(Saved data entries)
○ ○ ○ ○ ○
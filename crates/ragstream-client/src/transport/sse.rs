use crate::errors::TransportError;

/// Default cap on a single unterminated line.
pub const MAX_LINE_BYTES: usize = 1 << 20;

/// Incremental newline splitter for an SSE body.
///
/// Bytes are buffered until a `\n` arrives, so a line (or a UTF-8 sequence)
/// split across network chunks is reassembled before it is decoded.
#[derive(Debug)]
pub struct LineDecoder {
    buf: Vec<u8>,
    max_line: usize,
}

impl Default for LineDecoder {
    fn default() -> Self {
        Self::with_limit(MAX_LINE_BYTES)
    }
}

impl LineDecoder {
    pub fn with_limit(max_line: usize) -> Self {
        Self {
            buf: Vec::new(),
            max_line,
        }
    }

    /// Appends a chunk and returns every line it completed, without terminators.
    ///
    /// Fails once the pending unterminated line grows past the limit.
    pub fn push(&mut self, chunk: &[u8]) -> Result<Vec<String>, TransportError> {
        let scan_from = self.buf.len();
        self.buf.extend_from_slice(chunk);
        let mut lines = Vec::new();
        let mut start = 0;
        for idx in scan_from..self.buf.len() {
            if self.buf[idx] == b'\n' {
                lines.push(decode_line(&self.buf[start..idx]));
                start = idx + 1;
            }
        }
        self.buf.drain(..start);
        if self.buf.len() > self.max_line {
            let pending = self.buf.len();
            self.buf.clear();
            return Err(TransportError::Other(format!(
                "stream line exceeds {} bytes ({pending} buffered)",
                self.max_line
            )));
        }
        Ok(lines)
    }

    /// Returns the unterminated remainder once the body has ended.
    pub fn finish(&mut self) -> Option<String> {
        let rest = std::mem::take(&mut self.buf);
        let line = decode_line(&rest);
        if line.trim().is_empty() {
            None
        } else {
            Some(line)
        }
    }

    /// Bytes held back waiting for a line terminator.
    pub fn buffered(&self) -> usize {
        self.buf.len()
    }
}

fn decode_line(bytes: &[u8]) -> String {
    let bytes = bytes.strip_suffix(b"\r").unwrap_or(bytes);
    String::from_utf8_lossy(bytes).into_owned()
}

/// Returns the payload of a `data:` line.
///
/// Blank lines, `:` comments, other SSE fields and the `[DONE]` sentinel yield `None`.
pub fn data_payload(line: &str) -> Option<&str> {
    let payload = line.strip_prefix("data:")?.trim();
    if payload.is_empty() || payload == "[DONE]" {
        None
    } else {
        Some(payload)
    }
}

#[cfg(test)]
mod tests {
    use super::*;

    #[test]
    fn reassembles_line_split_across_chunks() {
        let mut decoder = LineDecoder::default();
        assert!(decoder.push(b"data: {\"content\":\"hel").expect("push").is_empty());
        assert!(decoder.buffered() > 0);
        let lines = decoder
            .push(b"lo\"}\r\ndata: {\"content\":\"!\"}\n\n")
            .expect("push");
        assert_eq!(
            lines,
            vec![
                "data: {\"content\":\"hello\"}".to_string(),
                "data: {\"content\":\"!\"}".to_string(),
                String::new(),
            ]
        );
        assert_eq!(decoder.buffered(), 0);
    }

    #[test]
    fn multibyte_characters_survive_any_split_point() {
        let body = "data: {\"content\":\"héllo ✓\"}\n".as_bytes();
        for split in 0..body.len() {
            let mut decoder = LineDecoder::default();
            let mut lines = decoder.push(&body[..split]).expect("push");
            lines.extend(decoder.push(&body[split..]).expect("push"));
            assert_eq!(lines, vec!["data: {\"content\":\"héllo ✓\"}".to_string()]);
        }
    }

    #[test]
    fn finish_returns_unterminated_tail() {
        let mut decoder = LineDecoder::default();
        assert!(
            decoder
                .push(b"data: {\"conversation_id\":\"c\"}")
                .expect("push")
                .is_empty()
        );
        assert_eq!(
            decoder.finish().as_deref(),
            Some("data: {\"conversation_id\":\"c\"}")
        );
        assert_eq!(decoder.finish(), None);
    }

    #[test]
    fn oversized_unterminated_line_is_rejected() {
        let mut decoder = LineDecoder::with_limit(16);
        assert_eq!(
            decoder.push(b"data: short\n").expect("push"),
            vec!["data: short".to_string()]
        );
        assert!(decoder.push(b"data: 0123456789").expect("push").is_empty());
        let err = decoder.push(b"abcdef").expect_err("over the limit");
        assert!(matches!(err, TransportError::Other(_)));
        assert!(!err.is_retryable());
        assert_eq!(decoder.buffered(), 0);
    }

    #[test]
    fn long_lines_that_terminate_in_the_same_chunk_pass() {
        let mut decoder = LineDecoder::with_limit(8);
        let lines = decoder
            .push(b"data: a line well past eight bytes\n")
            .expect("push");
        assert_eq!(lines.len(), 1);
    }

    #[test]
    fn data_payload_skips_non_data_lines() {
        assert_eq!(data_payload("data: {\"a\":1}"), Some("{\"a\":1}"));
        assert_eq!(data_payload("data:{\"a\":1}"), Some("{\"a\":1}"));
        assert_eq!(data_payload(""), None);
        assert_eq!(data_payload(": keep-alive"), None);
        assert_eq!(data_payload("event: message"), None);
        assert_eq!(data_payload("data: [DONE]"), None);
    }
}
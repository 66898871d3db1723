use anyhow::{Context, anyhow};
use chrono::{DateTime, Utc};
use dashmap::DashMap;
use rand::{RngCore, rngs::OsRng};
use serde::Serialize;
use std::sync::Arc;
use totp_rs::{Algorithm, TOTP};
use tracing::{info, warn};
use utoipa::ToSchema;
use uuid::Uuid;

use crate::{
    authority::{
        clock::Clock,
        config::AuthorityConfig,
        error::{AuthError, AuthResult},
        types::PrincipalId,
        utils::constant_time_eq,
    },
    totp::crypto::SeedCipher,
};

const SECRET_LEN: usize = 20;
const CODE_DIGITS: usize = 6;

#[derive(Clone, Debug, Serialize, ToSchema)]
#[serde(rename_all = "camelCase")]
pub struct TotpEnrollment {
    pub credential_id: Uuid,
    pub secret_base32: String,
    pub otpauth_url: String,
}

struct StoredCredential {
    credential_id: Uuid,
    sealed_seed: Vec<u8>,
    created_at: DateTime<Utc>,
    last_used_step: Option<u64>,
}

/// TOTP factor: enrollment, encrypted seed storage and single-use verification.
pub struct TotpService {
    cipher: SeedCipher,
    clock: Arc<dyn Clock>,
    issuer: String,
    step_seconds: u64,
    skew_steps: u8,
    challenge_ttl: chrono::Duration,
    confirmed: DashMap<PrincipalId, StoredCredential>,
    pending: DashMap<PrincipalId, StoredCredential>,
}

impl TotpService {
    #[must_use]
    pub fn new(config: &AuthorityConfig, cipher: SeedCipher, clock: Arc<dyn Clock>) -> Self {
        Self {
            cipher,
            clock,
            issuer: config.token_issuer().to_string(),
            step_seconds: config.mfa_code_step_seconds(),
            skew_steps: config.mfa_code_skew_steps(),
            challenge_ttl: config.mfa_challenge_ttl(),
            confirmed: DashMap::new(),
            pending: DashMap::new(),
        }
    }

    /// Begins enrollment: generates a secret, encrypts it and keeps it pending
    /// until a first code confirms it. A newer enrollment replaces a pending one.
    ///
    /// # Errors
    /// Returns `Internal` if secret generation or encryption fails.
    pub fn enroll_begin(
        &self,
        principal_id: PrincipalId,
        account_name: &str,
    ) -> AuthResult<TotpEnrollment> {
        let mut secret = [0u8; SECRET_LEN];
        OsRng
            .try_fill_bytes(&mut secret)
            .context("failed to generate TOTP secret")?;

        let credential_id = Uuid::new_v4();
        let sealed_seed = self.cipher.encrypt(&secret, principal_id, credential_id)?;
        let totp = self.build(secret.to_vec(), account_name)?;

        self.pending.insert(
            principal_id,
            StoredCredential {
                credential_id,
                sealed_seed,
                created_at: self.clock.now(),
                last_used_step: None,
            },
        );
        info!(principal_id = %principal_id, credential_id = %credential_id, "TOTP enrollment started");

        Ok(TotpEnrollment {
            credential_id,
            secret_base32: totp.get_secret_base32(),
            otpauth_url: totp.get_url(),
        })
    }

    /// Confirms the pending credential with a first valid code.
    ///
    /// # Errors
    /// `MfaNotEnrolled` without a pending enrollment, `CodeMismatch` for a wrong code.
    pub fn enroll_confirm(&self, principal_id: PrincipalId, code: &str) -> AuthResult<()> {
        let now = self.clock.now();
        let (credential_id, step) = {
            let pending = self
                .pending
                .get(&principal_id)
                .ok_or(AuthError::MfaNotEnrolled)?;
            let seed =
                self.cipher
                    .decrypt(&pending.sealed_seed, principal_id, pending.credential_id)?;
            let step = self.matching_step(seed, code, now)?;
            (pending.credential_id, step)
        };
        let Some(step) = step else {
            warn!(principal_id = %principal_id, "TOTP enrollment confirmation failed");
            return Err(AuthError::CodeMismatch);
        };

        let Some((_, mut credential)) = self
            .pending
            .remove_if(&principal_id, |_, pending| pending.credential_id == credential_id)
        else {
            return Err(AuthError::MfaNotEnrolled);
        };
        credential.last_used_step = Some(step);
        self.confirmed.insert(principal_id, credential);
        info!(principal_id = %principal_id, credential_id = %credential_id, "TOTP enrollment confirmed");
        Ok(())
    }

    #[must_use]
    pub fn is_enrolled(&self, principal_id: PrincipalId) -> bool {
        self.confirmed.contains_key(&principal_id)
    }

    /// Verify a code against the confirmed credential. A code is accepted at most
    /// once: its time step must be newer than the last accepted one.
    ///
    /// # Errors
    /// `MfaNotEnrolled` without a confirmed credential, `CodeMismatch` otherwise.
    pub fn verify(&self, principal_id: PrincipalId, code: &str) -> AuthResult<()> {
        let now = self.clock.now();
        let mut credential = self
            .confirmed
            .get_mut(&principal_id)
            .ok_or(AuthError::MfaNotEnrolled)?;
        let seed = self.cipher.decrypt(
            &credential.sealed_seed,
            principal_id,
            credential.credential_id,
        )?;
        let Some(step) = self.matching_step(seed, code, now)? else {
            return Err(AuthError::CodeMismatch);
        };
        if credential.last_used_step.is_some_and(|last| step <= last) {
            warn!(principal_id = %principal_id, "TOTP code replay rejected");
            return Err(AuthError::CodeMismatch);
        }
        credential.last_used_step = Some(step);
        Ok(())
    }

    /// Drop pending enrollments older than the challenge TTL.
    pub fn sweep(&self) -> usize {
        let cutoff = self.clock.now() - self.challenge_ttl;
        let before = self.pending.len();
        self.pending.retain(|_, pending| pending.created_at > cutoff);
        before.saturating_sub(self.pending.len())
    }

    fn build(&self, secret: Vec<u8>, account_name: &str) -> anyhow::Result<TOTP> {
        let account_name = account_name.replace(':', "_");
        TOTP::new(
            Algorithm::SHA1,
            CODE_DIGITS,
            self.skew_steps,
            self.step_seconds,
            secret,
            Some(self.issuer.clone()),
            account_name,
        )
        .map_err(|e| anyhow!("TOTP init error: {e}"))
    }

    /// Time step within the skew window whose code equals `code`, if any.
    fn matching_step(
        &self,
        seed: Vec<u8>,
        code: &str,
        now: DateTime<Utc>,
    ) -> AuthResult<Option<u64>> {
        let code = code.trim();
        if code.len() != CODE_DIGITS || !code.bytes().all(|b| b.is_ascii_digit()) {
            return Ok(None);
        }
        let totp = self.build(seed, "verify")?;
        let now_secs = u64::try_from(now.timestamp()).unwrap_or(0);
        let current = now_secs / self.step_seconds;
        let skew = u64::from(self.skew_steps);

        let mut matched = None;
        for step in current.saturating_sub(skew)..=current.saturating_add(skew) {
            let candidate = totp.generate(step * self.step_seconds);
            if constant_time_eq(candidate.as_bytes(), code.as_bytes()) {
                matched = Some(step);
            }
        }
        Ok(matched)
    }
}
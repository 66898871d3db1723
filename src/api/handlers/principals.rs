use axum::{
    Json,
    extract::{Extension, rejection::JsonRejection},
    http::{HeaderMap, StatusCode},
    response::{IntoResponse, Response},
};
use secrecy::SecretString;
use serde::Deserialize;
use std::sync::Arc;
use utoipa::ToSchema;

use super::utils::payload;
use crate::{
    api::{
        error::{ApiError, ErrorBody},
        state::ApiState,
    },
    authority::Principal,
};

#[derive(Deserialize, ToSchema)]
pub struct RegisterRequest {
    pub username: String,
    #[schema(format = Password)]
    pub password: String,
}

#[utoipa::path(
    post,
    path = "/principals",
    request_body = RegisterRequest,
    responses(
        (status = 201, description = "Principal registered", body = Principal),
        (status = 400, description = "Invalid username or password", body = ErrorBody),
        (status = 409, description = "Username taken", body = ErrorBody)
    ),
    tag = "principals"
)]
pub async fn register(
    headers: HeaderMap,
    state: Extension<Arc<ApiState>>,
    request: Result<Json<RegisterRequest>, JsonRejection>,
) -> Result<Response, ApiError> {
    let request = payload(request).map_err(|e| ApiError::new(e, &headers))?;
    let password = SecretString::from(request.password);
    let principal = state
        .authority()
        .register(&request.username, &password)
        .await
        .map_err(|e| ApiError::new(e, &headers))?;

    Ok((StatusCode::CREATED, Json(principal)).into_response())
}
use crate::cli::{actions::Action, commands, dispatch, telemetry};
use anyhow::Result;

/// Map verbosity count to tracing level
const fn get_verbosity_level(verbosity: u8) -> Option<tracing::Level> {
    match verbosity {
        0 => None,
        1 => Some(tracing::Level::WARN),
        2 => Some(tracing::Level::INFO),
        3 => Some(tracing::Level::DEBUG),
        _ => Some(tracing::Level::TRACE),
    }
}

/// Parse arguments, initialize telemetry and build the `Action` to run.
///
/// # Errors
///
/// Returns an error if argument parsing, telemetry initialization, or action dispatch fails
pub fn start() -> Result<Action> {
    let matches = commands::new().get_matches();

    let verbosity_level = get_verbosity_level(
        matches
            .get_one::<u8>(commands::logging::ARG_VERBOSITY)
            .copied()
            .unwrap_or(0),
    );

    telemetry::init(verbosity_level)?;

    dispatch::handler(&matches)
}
○ ○ ○ ○ ○
§ **Exercise goal**
Write out each line above containing "until".

§ **Task answer**
/// Bytes are buffered until a `\n` arrives, so a line (or a UTF-8 sequence)
    /// until a first code confirms it. A newer enrollment replaces a pending one.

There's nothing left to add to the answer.